Документы по этому трагическому делу член «Организационного бюро» Ульянов привез в Выборг на квартиру Чернова. Он характеризовал документы, как выходящие из ряда вон, замечательные по характерам действующих лиц и по удивительному дару слова, который обнаружила Фрумкина в речах на суде, в статьях и письмах. А. Корба, вручая документы, горячо настаивала на их опубликовании, чтобы память о Фрумкиной не пропала. Объемистая папка никого не соблазняла, а я заинтересовалась рассказом Ульянова и сказала «Дайте мне просмотреть эти документы; если я сочту себя способной привести их в порядок, редактировать и написать предисловие, то сделаю это». Виктор Михайлович Чернов отдал мне папку, и я принялась за чтение. Содержание того, что я читала, совершенно увлекло меня — в них все было трагично и красиво. Это были действительно замечательные человеческие документы. Я расположила их в порядке, необходимом для печати; из стихотворений Бердягина взяла только четыре, потому что остальные были слишком плохи: Бердягин был совершенно лишен поэтического дарования. Говорить о нем наряду с Фрумкиной приходилось как по его ужасному концу, так и по связи двух покушений на тюремное начальство; к тому же Фрумкина просила об этом. Но если Фрумкина в некоторых отношениях выявила себя как личность необыкновенная, то о Бердягине этого сказать никак нельзя.

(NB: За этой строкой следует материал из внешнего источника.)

//! # Traffic Statistics
//!
//! Daily unique visitors tracked with a HyperLogLog sketch per day. The
//! sketch key carries a one-year TTL so old days age out on their own.

use std::time::Duration;

use chrono::Utc;
use redis::aio::ConnectionManager;
use thiserror::Error;

use crate::cache::keys;

/// Statistics errors
#[derive(Error, Debug)]
pub enum StatsError {
    /// Redis transport error.
    #[error("redis error: {0}")]
    Redis(#[from] redis::RedisError),
}

/// Result type for statistics operations
pub type StatsResult<T> = Result<T, StatsError>;

/// Retention of a daily sketch.
const UV_KEY_TTL: Duration = Duration::from_secs(365 * 24 * 60 * 60);

/// Daily unique-visitor counter.
pub struct UvCounter {
    redis: ConnectionManager,
}

impl UvCounter {
    pub fn new(redis: ConnectionManager) -> Self {
        Self { redis }
    }

    /// Record one visitor against today's sketch.
    pub async fn record(&self, visitor: &str) -> StatsResult<()> {
        let key = keys::uv_key(&today());

        let mut pipe = redis::pipe();
        pipe.cmd("PFADD").arg(&key).arg(visitor).ignore();
        pipe.cmd("EXPIRE").arg(&key).arg(UV_KEY_TTL.as_secs()).ignore();
        pipe.query_async::<_, ()>(&mut self.redis.clone()).await?;

        Ok(())
    }

    /// Approximate unique visitors for a `YYYYMMDD` date.
    pub async fn count(&self, date: &str) -> StatsResult<i64> {
        let count: i64 = redis::cmd("PFCOUNT")
            .arg(keys::uv_key(date))
            .query_async(&mut self.redis.clone())
            .await?;
        Ok(count)
    }

    /// Approximate unique visitors so far today.
    pub async fn count_today(&self) -> StatsResult<i64> {
        self.count(&today()).await
    }
}

/// Today as `YYYYMMDD`.
fn today() -> String {
    Utc::now().format("%Y%m%d").to_string()
}

#[cfg(test)]
mod tests {
    use super::*;

    #[test]
    fn test_today_shape() {
        let date = today();
        assert_eq!(date.len(), 8);
        assert!(date.chars().all(|c| c.is_ascii_digit()));
    }
}
impl ShopCache {
    /// Wire the cache and spawn its logical-expire refresher worker.
    pub fn new(redis: ConnectionManager, db: MySqlPool, bloom: Arc<BloomFilter>) -> Self {
        let refresh_tx = spawn_refresher(redis.clone(), db.clone());

        Self {
            lock: DistributedLock::new(redis.clone()),
            redis,
            db,
            bloom,
            refresh_tx,
            stats: RwLock::new(ShopCacheStats::default()),
        }
    }

    /// Snapshot of the behavior counters.
    pub fn stats(&self) -> ShopCacheStats {
        *self.stats.read()
    }

    /// Default read strategy: membership filter, then cache with negative
    /// markers, then database.
    ///
    /// An empty cached string means the shop is known to not exist; a
    /// database miss writes that marker with a one-minute TTL so repeated
    /// probes for absent ids cannot reach the database.
    pub async fn query_by_id_cache_null(&self, id: i64) -> CacheResult<Shop> {
        if !self.bloom.might_contain(id).await {
            self.stats.write().filter_blocked += 1;
            return Err(CacheError::FilterBlocked(id));
        }

        let key = keys::shop_cache_key(id);

        if let Some(raw) = self.read_cached(&key).await? {
            if raw.is_empty() {
                self.stats.write().negative_hits += 1;
                return Err(CacheError::NotFound(id));
            }
            self.stats.write().hits += 1;
            return decode_shop(&key, &raw);
        }

        self.stats.write().misses += 1;
        self.load_and_fill(id, &key, true).await
    }

    /// Plain TTL strategy: as the default but without negative markers.
    pub async fn query_by_id_with_cache(&self, id: i64) -> CacheResult<Shop> {
        if !self.bloom.might_contain(id).await {
            self.stats.write().filter_blocked += 1;
            return Err(CacheError::FilterBlocked(id));
        }

        let key = keys::shop_cache_key(id);

        if let Some(raw) = self.read_cached(&key).await? {
            self.stats.write().hits += 1;
            return decode_shop(&key, &raw);
        }

        self.stats.write().misses += 1;
        self.load_and_fill(id, &key, false).await
    }

    /// Mutex strategy: a cache miss must win the per-shop rebuild lock
    /// before touching the database; losers sleep 50 ms and re-read.
    pub async fn query_by_id_mutex(&self, id: i64) -> CacheResult<Shop> {
        if !self.bloom.might_contain(id).await {
            self.stats.write().filter_blocked += 1;
            return Err(CacheError::FilterBlocked(id));
        }

        let key = keys::shop_cache_key(id);
        let lock_key = keys::shop_lock_key(id);

        loop {
            if let Some(raw) = self.read_cached(&key).await? {
                if raw.is_empty() {
                    self.stats.write().negative_hits += 1;
                    return Err(CacheError::NotFound(id));
                }
                self.stats.write().hits += 1;
                return decode_shop(&key, &raw);
            }

            let lease = match self.lock.try_lock_with_watchdog(&lock_key, REBUILD_LOCK_TTL).await? {
                Some(lease) => lease,
                None => {
                    tokio::time::sleep(MUTEX_RETRY_INTERVAL).await;
                    continue;
                }
            };

            self.stats.write().misses += 1;

            // Re-check under the lock: a concurrent holder may have already
            // rebuilt the entry while we were acquiring.
            let result = match self.read_cached(&key).await {
                Ok(Some(raw)) if raw.is_empty() => Err(CacheError::NotFound(id)),
                Ok(Some(raw)) => decode_shop(&key, &raw),
                Ok(None) => self.load_and_fill(id, &key, true).await,
                Err(e) => Err(e),
            };

            if let Err(e) = self.lock.unlock(lease).await {
                log::warn!("failed to release rebuild lock {}: {}", lock_key, e);
            }

            return result;
        }
    }

    /// Logical-expiration strategy for pre-warmed hot entries.
    ///
    /// The stored value wraps the shop together with its expiry; a stale hit
    /// is still served immediately while the rebuild is handed to the
    /// background refresher (only by the reader that wins the rebuild lock,
    /// and only if the refresh queue has room).
    pub async fn query_by_id_logic_expire(&self, id: i64) -> CacheResult<Shop> {
        let key = keys::shop_cache_key(id);

        let raw = match self.read_cached(&key).await? {
            Some(raw) if !raw.is_empty() => raw,
            // Hot entries are preloaded offline; a miss means the id is not
            // part of the hot set.
            _ => return Err(CacheError::NotFound(id)),
        };

        let envelope: CacheEnvelope<Shop> =
            serde_json::from_str(&raw).map_err(|source| CacheError::Corrupt { key: key.clone(), source })?;

        if envelope.is_fresh(Utc::now()) {
            self.stats.write().hits += 1;
            return Ok(envelope.data);
        }

        let lock_key = keys::shop_lock_key(id);
        if let Some(lease) = self.lock.try_lock_with_watchdog(&lock_key, REBUILD_LOCK_TTL).await? {
            if self.refresh_tx.try_send(id).is_err() {
                log::debug!("refresh queue full, shop {} rebuild deferred to a later reader", id);
            }
            if let Err(e) = self.lock.unlock(lease).await {
                log::warn!("failed to release rebuild lock {}: {}", lock_key, e);
            }
        }

        self.stats.write().stale_serves += 1;
        Ok(envelope.data)
    }

    /// Update a shop row and invalidate its cache entry in one transaction.
    ///
    /// The DELETE runs before COMMIT: if the invalidation fails the whole
    /// update rolls back. A reader racing the window between DELETE and
    /// COMMIT can refill the old value; that entry ages out within one TTL.
    pub async fn update_with_cache(&self, shop: &Shop) -> CacheResult<()> {
        let mut tx = self.db.begin().await?;

        if shop_repo::query_by_id_in_tx(&mut tx, shop.id).await?.is_none() {
            return Err(CacheError::NotFound(shop.id));
        }

        shop_repo::update(&mut tx, shop).await?;

        redis::cmd("DEL")
            .arg(keys::shop_cache_key(shop.id))
            .query_async::<_, ()>(&mut self.redis.clone())
            .await?;

        tx.commit().await?;
        Ok(())
    }

    /// Insert a shop, then add its id to the membership filter best-effort.
    pub async fn save(&self, shop: &mut Shop) -> CacheResult<()> {
        shop_repo::insert(&self.db, shop).await?;

        if shop.id > 0 {
            if let Err(e) = self.bloom.add(shop.id).await {
                log::warn!("failed to add shop {} to membership filter after save: {}", shop.id, e);
            }
        }

        Ok(())
    }

    /// Shops of one type, ordered by distance when a location is given.
    ///
    /// Without coordinates this is a plain id-ordered database page. With
    /// coordinates the geo index supplies the page of ids (ascending
    /// distance, 5 km radius); rows are hydrated preserving that order and
    /// annotated with their distance.
    pub async fn query_by_type(&self, type_id: i64, current: u32, x: f64, y: f64) -> CacheResult<Vec<Shop>> {
        if x == 0.0 || y == 0.0 {
            return Ok(shop_repo::page_by_type(&self.db, type_id, current).await?);
        }

        let from = (current.saturating_sub(1) * DEFAULT_PAGE_SIZE) as usize;
        let to = (current * DEFAULT_PAGE_SIZE) as usize;

        let locations: Vec<(String, f64)> = redis::cmd("GEOSEARCH")
            .arg(keys::shop_geo_key(type_id))
            .arg("FROMLONLAT")
            .arg(x)
            .arg(y)
            .arg("BYRADIUS")
            .arg(GEO_RADIUS_M)
            .arg("m")
            .arg("ASC")
            .arg("COUNT")
            .arg(to)
            .arg("WITHDIST")
            .query_async(&mut self.redis.clone())
            .await?;

        let window = match page_window(locations.len(), from, to) {
            Some(window) => window,
            None => return Ok(Vec::new()),
        };

        let mut ids = Vec::with_capacity(window.len());
        let mut distances = std::collections::HashMap::with_capacity(window.len());
        for (member, dist) in &locations[window] {
            if let Ok(id) = member.parse::<i64>() {
                ids.push(id);
                distances.insert(id, *dist);
            }
        }

        let mut shops = shop_repo::query_by_ids(&self.db, &ids).await?;
        for shop in &mut shops {
            shop.distance = distances.get(&shop.id).copied().unwrap_or_default();
        }

        Ok(shops)
    }

    /// LIKE-pattern name search; no cache involved.
    pub async fn query_by_name(&self, name: &str, current: u32) -> CacheResult<Vec<Shop>> {
        Ok(shop_repo::page_by_name(&self.db, name, current).await?)
    }

    /// Rebuild the per-type geo indexes from the database. Run at boot.
    pub async fn preheat_geo_index(&self) -> CacheResult<u64> {
        let mut total = 0u64;
        let mut last_id = 0i64;

        loop {
            let ids = shop_repo::list_ids_after(&self.db, last_id, 500).await?;
            if ids.is_empty() {
                break;
            }
            if let Some(&last) = ids.last() {
                last_id = last;
            }

            let shops = shop_repo::query_by_ids(&self.db, &ids).await?;
            for shop in &shops {
                redis::cmd("GEOADD")
                    .arg(keys::shop_geo_key(shop.type_id))
                    .arg(shop.x)
                    .arg(shop.y)
                    .arg(shop.id)
                    .query_async::<_, ()>(&mut self.redis.clone())
                    .await?;
            }
            total += shops.len() as u64;
        }

        log::info!("geo index preheated with {} shops", total);
        Ok(total)
    }

    /// GET returning `None` on a missing key.
    async fn read_cached(&self, key: &str) -> CacheResult<Option<String>> {
        let raw: Option<String> = redis::cmd("GET")
            .arg(key)
            .query_async(&mut self.redis.clone())
            .await?;
        Ok(raw)
    }

    /// Database load on a cache miss, filling either the value or (when
    /// `negative` is set) the one-minute empty marker.
    async fn load_and_fill(&self, id: i64, key: &str, negative: bool) -> CacheResult<Shop> {
        self.stats.write().db_loads += 1;

        let shop = match shop_repo::query_by_id(&self.db, id).await? {
            Some(shop) => shop,
            None => {
                if negative {
                    redis::cmd("SET")
                        .arg(key)
                        .arg("")
                        .arg("EX")
                        .arg(SHOP_CACHE_TTL.as_secs())
                        .query_async::<_, ()>(&mut self.redis.clone())
                        .await?;
                }
                return Err(CacheError::NotFound(id));
            }
        };

        self.ensure_in_filter(id).await;

        let payload = serde_json::to_string(&shop)?;
        redis::cmd("SET")
            .arg(key)
            .arg(payload)
            .arg("EX")
            .arg(SHOP_CACHE_TTL.as_secs())
            .query_async::<_, ()>(&mut self.redis.clone())
            .await?;

        Ok(shop)
    }

    /// Close the preheat-miss race: a row that exists in the database must
    /// also be present in the filter. Best-effort.
    async fn ensure_in_filter(&self, id: i64) {
        match self.bloom.contains(id).await {
            Ok(true) => {}
            Ok(false) => {
                if let Err(e) = self.bloom.add(id).await {
                    log::warn!("failed to add shop {} to membership filter: {}", id, e);
                }
            }
            Err(e) => {
                log::warn!("membership re-check failed for shop {}: {}", id, e);
            }
        }
    }
}
//! # Feed Fan-Out and the Follow Graph
//!
//! This module provides:
//! - Fan-out-on-write: publishing a blog pushes its id into every
//!   follower's sorted-set inbox, scored by publish time
//! - Cursor-paginated feed retrieval with tie-aware offsets, so pages that
//!   end on equal scores neither skip nor duplicate entries
//! - Like toggling and "who liked first" lookups
//! - Follow/unfollow with a Redis set mirror for intersection queries

use serde::{Deserialize, Serialize};
use thiserror::Error;

/// Feed subsystem errors
#[derive(Error, Debug)]
pub enum FeedError {
    /// The blog does not exist.
    #[error("blog {0} not found")]
    BlogNotFound(i64),

    /// The user does not exist.
    #[error("user {0} not found")]
    UserNotFound(i64),

    /// Redis transport error.
    #[error("redis error: {0}")]
    Redis(#[from] redis::RedisError),

    /// Repository error.
    #[error("store error: {0}")]
    Store(#[from] crate::store::StoreError),
}

/// Result type for feed operations
pub type FeedResult<T> = Result<T, FeedError>;

/// One page of a scrolled feed, plus the cursor for the next page.
///
/// `offset` counts the entries of this page whose score equals `min_time`;
/// passing both back skips exactly the already-seen tied entries.
#[derive(Debug, Clone, PartialEq, Serialize, Deserialize)]
#[serde(rename_all = "camelCase")]
pub struct ScrollResult<T> {
    pub data: Vec<T>,
    pub min_time: i64,
    pub offset: u32,
}

pub mod fanout;
pub mod follow;

pub use fanout::BlogFeed;
pub use follow::FollowGraph;
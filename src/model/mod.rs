//! Persistent entities and their wire mappings
//!
//! Every entity carries two mappings:
//! - serde (camelCase JSON) — the cache value encoding and the API shape
//! - sqlx `FromRow` — the MySQL row shape (snake_case columns)
//!
//! Fields derived at read time (`distance`, `icon`, `name`, `isLike`,
//! seckill overlays on `Voucher`) are not persisted and default to empty.

use chrono::NaiveDateTime;
use serde::{Deserialize, Serialize};

/// Order lifecycle states as stored in `tb_voucher_order.status`.
#[derive(Debug, Clone, Copy, PartialEq, Eq)]
pub enum OrderStatus {
    Unpaid,
    Paid,
    Used,
    Canceled,
    Refunding,
    Refunded,
}

impl OrderStatus {
    /// Database column value.
    pub fn as_i32(self) -> i32 {
        match self {
            OrderStatus::Unpaid => 1,
            OrderStatus::Paid => 2,
            OrderStatus::Used => 3,
            OrderStatus::Canceled => 4,
            OrderStatus::Refunding => 5,
            OrderStatus::Refunded => 6,
        }
    }

    /// Decode a column value; unknown values return `None`.
    pub fn from_i32(value: i32) -> Option<Self> {
        match value {
            1 => Some(OrderStatus::Unpaid),
            2 => Some(OrderStatus::Paid),
            3 => Some(OrderStatus::Used),
            4 => Some(OrderStatus::Canceled),
            5 => Some(OrderStatus::Refunding),
            6 => Some(OrderStatus::Refunded),
            _ => None,
        }
    }
}

/// Payment channels for voucher orders.
#[derive(Debug, Clone, Copy, PartialEq, Eq)]
pub enum PayType {
    Balance,
    Alipay,
    Wechat,
}

impl PayType {
    /// Database column value.
    pub fn as_i32(self) -> i32 {
        match self {
            PayType::Balance => 1,
            PayType::Alipay => 2,
            PayType::Wechat => 3,
        }
    }
}

/// A shop record. `(x, y)` is a WGS-84 lon/lat pair.
#[derive(Debug, Clone, PartialEq, Serialize, Deserialize, sqlx::FromRow)]
#[serde(rename_all = "camelCase")]
pub struct Shop {
    pub id: i64,
    pub name: String,
    pub type_id: i64,
    pub images: String,
    pub area: String,
    pub address: String,
    pub x: f64,
    pub y: f64,
    pub avg_price: i64,
    pub sold: i32,
    pub comments: i32,
    pub score: i32,
    pub open_hours: String,
    pub create_time: NaiveDateTime,
    pub update_time: NaiveDateTime,
    /// Distance from the query point in meters; derived, never persisted.
    #[serde(default)]
    #[sqlx(default)]
    pub distance: f64,
}

/// A shop category used for the home-page type list.
#[derive(Debug, Clone, PartialEq, Serialize, Deserialize, sqlx::FromRow)]
#[serde(rename_all = "camelCase")]
pub struct ShopType {
    pub id: i64,
    pub name: String,
    pub icon: String,
    pub sort: i32,
    #[serde(skip)]
    pub create_time: Option<NaiveDateTime>,
    #[serde(skip)]
    pub update_time: Option<NaiveDateTime>,
}

/// A voucher row. Seckill-only fields are overlaid from `tb_seckill_voucher`.
#[derive(Debug, Clone, PartialEq, Serialize, Deserialize, sqlx::FromRow)]
#[serde(rename_all = "camelCase")]
pub struct Voucher {
    pub id: i64,
    pub shop_id: i64,
    pub title: String,
    pub sub_title: String,
    pub rules: String,
    pub pay_value: i64,
    pub actual_value: i64,
    #[serde(rename = "type")]
    #[sqlx(rename = "type")]
    pub voucher_type: i32,
    pub status: i32,
    #[sqlx(default)]
    pub stock: i32,
    #[sqlx(default)]
    pub begin_time: Option<NaiveDateTime>,
    #[sqlx(default)]
    pub end_time: Option<NaiveDateTime>,
    pub create_time: NaiveDateTime,
    pub update_time: NaiveDateTime,
}

/// Voucher type marker for flash-sale vouchers.
pub const VOUCHER_TYPE_SECKILL: i32 = 1;

/// Stock and sale window for a flash-sale voucher.
#[derive(Debug, Clone, PartialEq, Serialize, Deserialize, sqlx::FromRow)]
#[serde(rename_all = "camelCase")]
pub struct SeckillVoucher {
    pub voucher_id: i64,
    pub stock: i32,
    pub create_time: NaiveDateTime,
    pub begin_time: NaiveDateTime,
    pub end_time: NaiveDateTime,
    pub update_time: NaiveDateTime,
}

/// A materialized voucher purchase.
#[derive(Debug, Clone, PartialEq, Serialize, Deserialize, sqlx::FromRow)]
#[serde(rename_all = "camelCase")]
pub struct VoucherOrder {
    pub id: i64,
    pub user_id: i64,
    pub voucher_id: i64,
    pub pay_type: i32,
    pub status: i32,
    pub create_time: NaiveDateTime,
    pub pay_time: Option<NaiveDateTime>,
    pub use_time: Option<NaiveDateTime>,
    pub refund_time: Option<NaiveDateTime>,
    pub update_time: NaiveDateTime,
}

impl VoucherOrder {
    /// A fresh unpaid order, as produced by the seckill gate.
    pub fn unpaid(id: i64, user_id: i64, voucher_id: i64, now: NaiveDateTime) -> Self {
        Self {
            id,
            user_id,
            voucher_id,
            pay_type: PayType::Balance.as_i32(),
            status: OrderStatus::Unpaid.as_i32(),
            create_time: now,
            pay_time: None,
            use_time: None,
            refund_time: None,
            update_time: now,
        }
    }
}

/// A follow edge: `user_id` follows `follow_user_id`.
#[derive(Debug, Clone, PartialEq, Serialize, Deserialize, sqlx::FromRow)]
#[serde(rename_all = "camelCase")]
pub struct Follow {
    pub id: i64,
    pub user_id: i64,
    pub follow_user_id: i64,
    pub create_time: NaiveDateTime,
}

/// A blog post. `icon`/`name`/`is_like` are filled from the author and the
/// reader's like set at read time.
#[derive(Debug, Clone, PartialEq, Serialize, Deserialize, sqlx::FromRow)]
#[serde(rename_all = "camelCase")]
pub struct Blog {
    pub id: i64,
    pub shop_id: i64,
    pub user_id: i64,
    #[serde(default)]
    #[sqlx(default)]
    pub icon: String,
    #[serde(default)]
    #[sqlx(default)]
    pub name: String,
    #[serde(default)]
    #[sqlx(default)]
    pub is_like: bool,
    pub title: String,
    pub images: String,
    pub content: String,
    pub liked: i32,
    pub comments: i32,
    pub create_time: NaiveDateTime,
    pub update_time: NaiveDateTime,
}

/// A registered user.
#[derive(Debug, Clone, PartialEq, Serialize, Deserialize, sqlx::FromRow)]
#[serde(rename_all = "camelCase")]
pub struct User {
    pub id: i64,
    pub phone: String,
    #[serde(skip)]
    pub password: String,
    pub nick_name: String,
    pub icon: String,
    pub create_time: NaiveDateTime,
    pub update_time: NaiveDateTime,
}

/// The public slice of a user handed out in feeds and like lists.
#[derive(Debug, Clone, PartialEq, Serialize, Deserialize)]
#[serde(rename_all = "camelCase")]
pub struct UserBrief {
    pub id: i64,
    pub nick_name: String,
    pub icon: String,
}

impl From<&User> for UserBrief {
    fn from(user: &User) -> Self {
        Self {
            id: user.id,
            nick_name: user.nick_name.clone(),
            icon: user.icon.clone(),
        }
    }
}

#[cfg(test)]
mod tests {
    use super::*;
    use chrono::NaiveDate;

    fn sample_time() -> NaiveDateTime {
        NaiveDate::from_ymd_opt(2024, 6, 1)
            .unwrap()
            .and_hms_opt(12, 30, 0)
            .unwrap()
    }

    #[test]
    fn test_order_status_round_trip() {
        for status in [
            OrderStatus::Unpaid,
            OrderStatus::Paid,
            OrderStatus::Used,
            OrderStatus::Canceled,
            OrderStatus::Refunding,
            OrderStatus::Refunded,
        ] {
            assert_eq!(OrderStatus::from_i32(status.as_i32()), Some(status));
        }
        assert_eq!(OrderStatus::from_i32(0), None);
        assert_eq!(OrderStatus::from_i32(7), None);
    }

    #[test]
    fn test_shop_json_round_trip() {
        let shop = Shop {
            id: 9,
            name: "Harbor Noodles".to_string(),
            type_id: 3,
            images: "a.jpg,b.jpg".to_string(),
            area: "Dockside".to_string(),
            address: "12 Pier Rd".to_string(),
            x: 121.47,
            y: 31.23,
            avg_price: 45,
            sold: 1200,
            comments: 88,
            score: 47,
            open_hours: "10:00-22:00".to_string(),
            create_time: sample_time(),
            update_time: sample_time(),
            distance: 0.0,
        };

        let encoded = serde_json::to_string(&shop).unwrap();
        assert!(encoded.contains("\"typeId\":3"));
        assert!(encoded.contains("\"openHours\""));

        let decoded: Shop = serde_json::from_str(&encoded).unwrap();
        assert_eq!(decoded, shop);
    }

    #[test]
    fn test_unpaid_order_defaults() {
        let order = VoucherOrder::unpaid(77, 5, 42, sample_time());
        assert_eq!(order.status, OrderStatus::Unpaid.as_i32());
        assert_eq!(order.pay_type, PayType::Balance.as_i32());
        assert!(order.pay_time.is_none());
        assert_eq!(order.create_time, order.update_time);
    }

    #[test]
    fn test_voucher_type_field_rename() {
        let voucher = Voucher {
            id: 1,
            shop_id: 2,
            title: "50 off".to_string(),
            sub_title: String::new(),
            rules: String::new(),
            pay_value: 4500,
            actual_value: 5000,
            voucher_type: VOUCHER_TYPE_SECKILL,
            status: 1,
            stock: 100,
            begin_time: Some(sample_time()),
            end_time: Some(sample_time()),
            create_time: sample_time(),
            update_time: sample_time(),
        };

        let encoded = serde_json::to_string(&voucher).unwrap();
        assert!(encoded.contains("\"type\":1"));
        assert!(!encoded.contains("voucherType"));
    }
}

Моя работа вышла удачной, и Виктор Михайлович по поводу ее не предложил никаких изменений. Опасаясь, что дело с напечатанием книжки может затянуться, я предложила Ульянову взять у меня столько денег, сколько понадобится, и напечатать книгу на мой счет. 1000 экземпляров обошлись в триста с чем-то рублей, и книга печаталась в какой-то легальной типографии. Теперь эта книжка под заглавием: «Памяти Фрумкиной и Бердягина» составляет библиографическую редкость; один экземпляр ее передан мной в московский Музей Революции.

Глава двадцать девятая

Ф. В. Волховский

В мою бытность в Финляндии издательство с.-р. шло в крупных размерах. Центральный Комитет в целом, представляя идейный центр, развивал свое влияние главным образом путем печатного слова. Он вел партийный орган; Гершуни, Чернов, Ракитников и Авксентьев несли в нем главную литературную работу и руководили издательством всей литературы, выходившей под маркой центра. В Выборге существовала своя типография и делались матрицы, а печатание происходило в Петербурге, в котором легальные типографии находились еще под тем слабым надзором, который был одним из приобретений революционного периода 1905–1906 гг., когда владельцы легальных типографий шли навстречу партиям и за деньги исполняли их заказы, умея ловко предупреждать и вовремя удалять и скрывать нелегальные произведения.